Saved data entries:
====

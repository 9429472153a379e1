//! Narrow physics seams used by the locomotion layer
//!
//! The locomotion code only ever talks to these two traits, so it can run
//! against rapier in the game and against an in-memory stub in tests.

use glam::Vec3;
use stride_core::Transform;

/// A simulated body the controller can read and command.
///
/// The controller never integrates motion itself; it assigns a velocity or
/// adds an impulse and lets the physics step do the rest.
pub trait PhysicalBody {
    /// Current world transform (feet position and facing)
    fn transform(&self) -> Transform;

    /// Current linear velocity
    fn velocity(&self) -> Vec3;

    /// Replace the linear velocity
    fn set_velocity(&mut self, velocity: Vec3);

    /// Add an instantaneous change in momentum
    fn apply_impulse(&mut self, impulse: Vec3);
}

/// Read-only ray queries against world geometry.
///
/// Implementations must not mutate simulation state.
pub trait SpatialQuery {
    /// Cast a ray and return the closest hit within `max_distance`, if any
    fn cast_ray(&self, origin: Vec3, direction: Vec3, max_distance: f32) -> Option<RayHit>;
}

/// Result of a successful ray query
#[derive(Debug, Clone, Copy, PartialEq)]
pub struct RayHit {
    /// Distance along the ray to the hit point
    pub distance: f32,
    /// World-space hit point
    pub point: Vec3,
    /// Surface normal at hit point
    pub normal: Vec3,
}
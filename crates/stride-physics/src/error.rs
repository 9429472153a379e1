use stride_core::EntityId;

/// Errors that can occur when binding an actor to the physics world.
#[derive(Debug, thiserror::Error)]
pub enum PhysicsError {
    #[error("rigid body for actor {0:?} is not in the physics world")]
    MissingBody(EntityId),

    #[error("collider for actor {0:?} is not in the physics world")]
    MissingCollider(EntityId),
}
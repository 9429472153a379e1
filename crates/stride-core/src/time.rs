//! Frame clock
//!
//! Splits wall-clock frame deltas into a variable-rate update phase and a
//! fixed-rate physics phase.

use serde::{Deserialize, Serialize};

/// Clock tuning, loaded from the `[time]` settings table
#[derive(Debug, Clone, Serialize, Deserialize)]
pub struct TimeConfig {
    /// Simulated seconds per real second
    pub time_scale: f32,
    /// Length of one physics step, seconds
    pub fixed_timestep: f32,
    /// Longest frame delta accepted; hitches beyond this are dropped
    pub max_delta_time: f32,
}

impl Default for TimeConfig {
    fn default() -> Self {
        Self {
            time_scale: 1.0,
            fixed_timestep: 1.0 / 50.0,
            max_delta_time: 0.25,
        }
    }
}

/// Frame clock driving both the update and fixed-update phases.
///
/// Each frame call [`update`](Self::update) once, then run
/// [`fixed_steps`](Self::fixed_steps) physics ticks.
#[derive(Debug, Clone)]
pub struct GameTime {
    pub config: TimeConfig,
    /// Simulated seconds since start
    pub total_time: f64,
    /// This frame's delta after clamping and scaling; zero while paused
    pub delta_time: f32,
    /// This frame's delta after clamping only
    pub unscaled_delta_time: f32,
    pub frame_count: u64,
    pub fixed_step_count: u64,
    pub paused: bool,
    /// Simulated time not yet consumed by a fixed step
    pending: f32,
}

impl Default for GameTime {
    fn default() -> Self {
        Self::new(TimeConfig::default())
    }
}

impl GameTime {
    pub fn new(config: TimeConfig) -> Self {
        Self {
            config,
            total_time: 0.0,
            delta_time: 0.0,
            unscaled_delta_time: 0.0,
            frame_count: 0,
            fixed_step_count: 0,
            paused: false,
            pending: 0.0,
        }
    }

    /// Start a new frame that took `raw_delta` real seconds
    pub fn update(&mut self, raw_delta: f32) {
        self.frame_count += 1;
        self.unscaled_delta_time = raw_delta.clamp(0.0, self.config.max_delta_time);
        self.delta_time = if self.paused {
            0.0
        } else {
            self.unscaled_delta_time * self.config.time_scale
        };
        self.total_time += f64::from(self.delta_time);
        self.pending += self.delta_time;
    }

    /// Number of physics steps due this frame; consumes the pending time
    pub fn fixed_steps(&mut self) -> u32 {
        let step = self.config.fixed_timestep;
        let mut due = 0;
        while self.pending >= step {
            self.pending -= step;
            due += 1;
        }
        self.fixed_step_count += u64::from(due);
        due
    }

    pub fn pause(&mut self) {
        self.paused = true;
    }

    pub fn resume(&mut self) {
        self.paused = false;
    }

    /// Negative scales are treated as zero
    pub fn set_time_scale(&mut self, scale: f32) {
        self.config.time_scale = scale.max(0.0);
    }
}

====

- _Brief_:
Check each line of the records for the string "linear" and copy those that have it.

- _Expected answer_:
    /// Current linear velocity
    /// Replace the linear velocity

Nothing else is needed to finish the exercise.